Un’opera complessa e affascinante, resa celebre in Italia anche dalla sigla di Fuori Orario di Ghezzi e Giusti, dove viene riproposta la sequenza subacquea in cui Juliette si tuffa, un vero e proprio biglietto da visita visivo per generazioni di cinefili. Splendida la fotografia, velata da una sfumatura di surrealismo e sempre con una sorta di sospensione temporale al culmine dell’inquadratura. Il direttore della fotografia Boris Kaufman, fratello del celebre Dziga Vertov, con inquadrature suggestive e poetiche, contribuisce a creare un'atmosfera screziata di lirismo, un realismo poetico ante litteram che mescola la grana della quotidianità con l'incanto del sogno. Le interpretazioni di Dita Parlo e Jean Dasté, intense e naturali, danno vita a due personaggi indimenticabili, due amanti persi in un amore panteistico che divora ogni cosa, persino il Tempo, quasi come se la loro unione fosse una forza primordiale della natura stessa. L'amore tra Juliette e Jean è presentato come un concetto totalizzante, che pervade ogni aspetto della loro vita e del film stesso. Vigo ci mostra un amore passionale, viscerale, che travolge i protagonisti e li spinge a superare ogni tipo di barriera. persino quando si allontanano il loro amore si rafforza e si allunga nel tempo e nello spazio, dimostrando la sua resilienza e la sua natura indissolubile.

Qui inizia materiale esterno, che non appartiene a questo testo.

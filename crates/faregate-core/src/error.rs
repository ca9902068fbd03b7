use thiserror::Error;

use crate::domain::{TaskId, TaskStatus};

/// Errors surfaced synchronously to the caller of a scheduler operation.
///
/// Handler failures are not here: they are `TaskError`s stored on the task
/// record and never returned from a scheduler method.
#[derive(Debug, Error)]
pub enum SchedulerError {
    #[error("max_concurrent_tasks must be at least 1 (got {0})")]
    CapacityConfiguration(usize),

    #[error("worker_count must be at least 1 (got {0})")]
    WorkerConfiguration(usize),

    #[error("submission rejected: {0}")]
    Submission(String),

    #[error("task not found: {0}")]
    NotFound(String),

    #[error("no task handler registered")]
    MissingHandler,

    #[error("a task handler is already registered")]
    HandlerAlreadySet,

    #[error("scheduler already started")]
    AlreadyStarted,

    #[error("task {0} is running and owned by a worker")]
    TaskInFlight(TaskId),

    #[error("task {task_id} cannot go from {from} to {to}")]
    InvalidTransition {
        task_id: TaskId,
        from: TaskStatus,
        to: TaskStatus,
    },

    #[error("admission gate closed")]
    GateClosed,
}

pub type Result<T> = std::result::Result<T, SchedulerError>;
//! faregate-core
//!
//! Bounded-concurrency task scheduler for flight-price acquisition jobs.
//!
//! # モジュール構成
//! - **domain**: TaskId, TaskStatus, TaskRecord, TaskError
//! - **ports**: Clock, IdGenerator, Queue, TaskHandler
//! - **impls**: InMemoryQueue
//! - **app**: Scheduler とその部品（gate, registry, barrier, worker）
//! - **typed**: 型付きパラメータの Handler
//! - **config**: SchedulerConfig

pub mod app;
pub mod config;
pub mod domain;
pub mod error;
pub mod impls;
pub mod ports;
pub mod typed;

pub use app::{Scheduler, SchedulerBuilder, StatusCounts};
pub use config::SchedulerConfig;
pub use domain::{ErrorKind, TaskError, TaskId, TaskParameters, TaskRecord, TaskStatus};
pub use error::SchedulerError;
pub use ports::{TaskHandler, handler_fn};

Vigo, come detto ispirò profondamente molti registi con questo film, che divenne un faro per il cinema d'autore. La sua influenza si manifesta non solo nelle tematiche, ma anche nell'approccio alla regia, nel rifiuto delle convenzioni narrative e nella ricerca di una verità emotiva al di là della logica. In "Hiroshima mon amour" (1959) di Resnais l'amore tra i due protagonisti, come ne L'Atalante, è legato a un viaggio, in questo caso un viaggio nella memoria e nel trauma, dove l'intimità si svela attraverso flashback e monologhi interiori, un debito palese con la capacità di Vigo di esplorare la psiche profonda. In "Pierrot le fou" (1965) di Jean-Luc Godard l'amore è un viaggio, una fuga dalla società e dalle convenzioni, sulla falsariga della storia tra Jean e Juliette, ma con l'aggiunta del nichilismo e della disillusione tipici della sua epoca. L'irrequietezza dei personaggi di Godard trova una radice nella ricerca di libertà dei protagonisti di Vigo. In "Jules et Jim" (1962) di Truffaut l'amore è una forza che unisce e separa, che crea legami profondi ma anche conflitti e tensioni; anche qui si intravede la lezione di Vigo nella narrazione di Truffaut, nella capacità di ritrarre la complessità delle relazioni umane con leggerezza e profondità. E la lista potrebbe continuare ad libitum, includendo forse anche le derive del neorealismo italiano nella sua attenzione per il quotidiano, o persino certo cinema americano indipendente per l'empatia verso personaggi marginali. La cosa fondamentale è tener presente quanto questo giovane e sfortunato regista influenzò e ispirò con una sola opera la genesi artistica di tanti cineasti, e per questo suo singolare e fulminante contributo, è un fatto di cui essergli immensamente grati.